El silencio cayó sobre el estudio. Elena sintió el sudor frío bajo la seda de sus guantes. Esa pregunta no estaba en el guion; era el veneno de Malvina filtrado estratégicamente. Adrián endureció la mandíbula, esperando que ella se quebrara. Pero algo en el interior de Elena, algo que había sobrevivido a años de sótano, se rebeló.
—Mi padre amaba su legado —dijo Elena, mirando fijamente a la cámara con una claridad que desarmó a la presentadora—. Y si algo me enseñó, es que la verdad siempre encuentra su camino, sin importar cuántas capas de seda intenten ocultarla. No confundan mi silencio con debilidad. Estoy aprendiendo a ocupar mi lugar.
Adrián la miró con una mezcla de sorpresa y furia contenida. No era la respuesta sumisa que él esperaba. En cuanto las cámaras se apagaron, Adrián soltó su mano como si quemara y la guio con brusquedad hacia el camerino privado. Al cerrar la puerta, se giró con una violencia contenida.
—¿Qué demonios fue eso? —preguntó él, su voz era un trueno bajo—. Te di un guion para proteger mi imagen, y decidiste jugar a ser la filósofa frente a todo el país.
—Solo defendí la memoria de mi padre, Adrián —dijo ella, quitándose los guantes con manos temblorosas—. No puedo seguir diciendo que soy el desastre que Malvina te vendió.
—¡Es lo que eres para este contrato! —rugió él, acorralándola contra la pared—. Por tu improvisación, los analistas buscarán significados ocultos. Malvina tenía razón: eres un espécimen impredecible.

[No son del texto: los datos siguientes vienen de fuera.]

//! GPU workload admission and scheduling core for a multi-cluster,
//! multi-tenant platform (see `SPEC_FULL.md`).
//!
//! This crate exposes the Workspace Scheduler only: queue discipline,
//! two-level resource feasibility, preemption, and the activation side
//! effects (cron, dependency propagation, data-plane mirroring). The
//! reconciler harness, CRD/REST layers, and the execution state machine of
//! a running workload are external collaborators, modeled here only by the
//! traits in [`store`].

pub mod admitter;
pub mod config;
pub mod cron_gate;
pub mod dependency;
pub mod error;
pub mod mirror;
pub mod node_accounting;
pub mod ordering;
pub mod preemption;
pub mod quantity;
pub mod resource;
pub mod store;
pub mod tick;
pub mod types;

pub use config::SchedulerConfig;
pub use error::{Result, SchedulerError};
pub use tick::Scheduler;

/// Installs a `tracing` subscriber reading `RUST_LOG` (defaulting to
/// `info`), matching the logging convention the rest of the ambient stack
/// uses (§2). Harness binaries call this once at startup; library
/// consumers embedding the scheduler elsewhere are free to install their
/// own subscriber instead.
pub fn init_tracing() {
    use tracing_subscriber::EnvFilter;

    let filter = EnvFilter::try_from_default_env().unwrap_or_else(|_| EnvFilter::new("info"));
    let _ = tracing_subscriber::fmt().with_env_filter(filter).try_init();
}
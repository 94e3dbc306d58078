//! PreemptionPlanner: selects a minimum lower-priority victim set able to
//! free enough resource for the requester (§4.6).

use crate::resource::ResourceList;
use crate::types::{NodeFlavor, Workload};

/// The GPU weight in the preemption score is a named, overridable constant
/// (§4.6, §9) rather than a literal baked into the scorer.
pub const DEFAULT_GPU_PREEMPTION_WEIGHT: i64 = 10;

fn score(candidate: &Workload, flavor: &NodeFlavor, gpu_weight: i64, gpu_vendor_key: &str) -> i64 {
    let request = candidate.request.aggregate();
    let gpu = request.gpu_count(gpu_vendor_key);
    let memory_component = if flavor.memory_kib > 0 {
        request.memory_kib() / flavor.memory_kib
    } else {
        0
    };
    let cpu_component = if flavor.cpu_millicores > 0 {
        request.cpu_millicores() / flavor.cpu_millicores
    } else {
        0
    };
    gpu_weight * gpu + memory_component + cpu_component
}

/// Selects the minimum-cost victim set sufficient to cover `requester`'s
/// request, or an empty vector if no feasible set exists. `left_over` is
/// the aggregate quota currently available before preempting anyone.
pub fn plan<'a>(
    requester: &Workload,
    running: &[&'a Workload],
    left_over: &ResourceList,
    flavor: &NodeFlavor,
    gpu_vendor_key: &str,
    gpu_weight: i64,
) -> Vec<&'a Workload> {
    if !requester.enable_preempt {
        return Vec::new();
    }

    // 1. filter: strictly lower priority, not already being preempted.
    let mut candidates: Vec<&Workload> = running
        .iter()
        .copied()
        .filter(|w| w.priority < requester.priority && !w.being_preempted)
        .collect();

    // 3. sort ascending priority, descending score, descending creation
    //    time (newest first), then by name.
    candidates.sort_by(|a, b| {
        a.priority
            .cmp(&b.priority)
            .then_with(|| {
                let sa = score(a, flavor, gpu_weight, gpu_vendor_key);
                let sb = score(b, flavor, gpu_weight, gpu_vendor_key);
                sb.cmp(&sa)
            })
            .then_with(|| b.creation_time.cmp(&a.creation_time))
            .then_with(|| a.name.cmp(&b.name))
    });

    // 4. walk, accumulating until the requester's request is covered.
    let requester_request = requester.request.aggregate();
    let mut accumulator = left_over.clone();
    let mut victims = Vec::new();

    if requester_request.contains_within(&accumulator).0 {
        // Already fits without preempting anyone; nothing to do.
        return Vec::new();
    }

    for candidate in candidates {
        if candidate.priority >= requester.priority {
            // Walk hit a non-lower-priority candidate: preemption impossible.
            return Vec::new();
        }
        accumulator = accumulator.add(&candidate.request.aggregate());
        victims.push(candidate);
        if requester_request.contains_within(&accumulator).0 {
            return victims;
        }
    }

    // Walked every lower-priority candidate and still short.
    Vec::new()
}

/// Lighter per-node check (§4.6): true iff at least one same-workspace
/// victim of strictly lower priority occupies a node the requester could
/// otherwise use. The actual victim selection is left to a later tick once
/// the aggregate path has made room.
pub fn is_preemptable(requester: &Workload, candidates_on_node: &[&Workload]) -> bool {
    requester.enable_preempt
        && candidates_on_node
            .iter()
            .any(|w| w.priority < requester.priority && !w.being_preempted)
}

#[cfg(test)]
mod tests {
    use super::*;
    use crate::resource::{count, gpu_key};
    use crate::types::{
        ClusterId, NodeFlavorId, Phase, ResourceRequest, WorkloadId, WorkspaceId,
    };
    use chrono::{Duration, Utc};
    use uuid::Uuid;

    fn flavor() -> NodeFlavor {
        NodeFlavor {
            id: NodeFlavorId(Uuid::new_v4()),
            cpu_millicores: 8000,
            memory_kib: 16 * 1024 * 1024,
            gpu_count: 8,
        }
    }

    fn workload(name: &str, priority: u32, gpus: i64, age_secs: i64, preempt: bool) -> Workload {
        Workload {
            id: WorkloadId(Uuid::new_v4()),
            workspace_id: WorkspaceId(Uuid::new_v4()),
            cluster_id: ClusterId(Uuid::new_v4()),
            name: name.to_string(),
            priority,
            request: ResourceRequest {
                per_replica: ResourceList::new().with(gpu_key("nvidia.com"), count(gpus)),
                replicas: 1,
            },
            suspended: false,
            tolerate_unhealthy_nodes: false,
            enable_preempt: preempt,
            dependencies: vec![],
            cron_entries: vec![],
            node_selector: Default::default(),
            dispatch_count: 0,
            phase: Phase::Running,
            creation_time: Utc::now() - Duration::seconds(age_secs),
            re_scheduled: false,
            being_preempted: false,
            conditions: vec![],
            queue_position: 0,
            scheduled_at: None,
            preempted_at: None,
            message: None,
        }
    }

    #[test]
    fn picks_minimal_victim_set_from_lower_priority_workloads() {
        let requester = workload("req", 3, 6, 0, true);
        let v1 = workload("v1", 1, 4, 100, false);
        let v2 = workload("v2", 1, 2, 50, false);
        let running = vec![&v1, &v2];
        let left_over = ResourceList::new().with(gpu_key("nvidia.com"), count(0));

        let victims = plan(&requester, &running, &left_over, &flavor(), "nvidia.com/gpu", 10);
        assert_eq!(victims.len(), 2);
    }

    #[test]
    fn equal_or_higher_priority_never_selected() {
        let requester = workload("req", 2, 6, 0, true);
        let v1 = workload("v1", 2, 8, 0, false); // same priority, ineligible
        let running = vec![&v1];
        let left_over = ResourceList::new().with(gpu_key("nvidia.com"), count(0));

        let victims = plan(&requester, &running, &left_over, &flavor(), "nvidia.com/gpu", 10);
        assert!(victims.is_empty());
    }

    #[test]
    fn no_preemption_when_disabled() {
        let requester = workload("req", 5, 6, 0, false);
        let v1 = workload("v1", 1, 8, 0, false);
        let running = vec![&v1];
        let left_over = ResourceList::new().with(gpu_key("nvidia.com"), count(0));

        let victims = plan(&requester, &running, &left_over, &flavor(), "nvidia.com/gpu", 10);
        assert!(victims.is_empty());
    }

    #[test]
    fn empty_when_even_all_victims_insufficient() {
        let requester = workload("req", 3, 20, 0, true);
        let v1 = workload("v1", 1, 4, 0, false);
        let running = vec![&v1];
        let left_over = ResourceList::new().with(gpu_key("nvidia.com"), count(0));

        let victims = plan(&requester, &running, &left_over, &flavor(), "nvidia.com/gpu", 10);
        assert!(victims.is_empty());
    }

    #[test]
    fn is_preemptable_requires_strictly_lower_priority_on_node() {
        let requester = workload("req", 3, 1, 0, true);
        let same_priority = workload("peer", 3, 1, 0, false);
        assert!(!is_preemptable(&requester, &[&same_priority]));

        let lower = workload("victim", 1, 1, 0, false);
        assert!(is_preemptable(&requester, &[&lower]));
    }
}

Elena lo miró con desafío, a pesar de que su corazón martilleaba.
—¿Y qué vas a hacer? ¿Llamar al avión para Suiza?
Adrián la observó con desprecio, pero luego retrocedió, recuperando su máscara de hielo.
—No. Suiza sería demasiado fácil. Tenemos una semana —dijo él, cruzándose de brazos—. En siete días, Malvina y tus hermanas llegarán a Nueva York para una visita oficial. Se hospedarán aquí, en la Torre. Vamos a celebrar una cena de gala para anunciar nuestra "felicidad" y tú vas a demostrarles que puedes ser la esposa perfecta.
—¿Vienen aquí? —el pulso de Elena se aceleró.
—Exacto. Tienes siete días para aprender a comportarte, Elena. Siete días para que me demuestres que no eres la carga inútil que Malvina describió. Si para el final de esa semana vuelves a avergonzarme o si permites que tu supuesta "inestabilidad" cause un escándalo, te juro que yo mismo te entregaré a la clínica de la que tanto te habló tu madrastra. No habrá más oportunidades.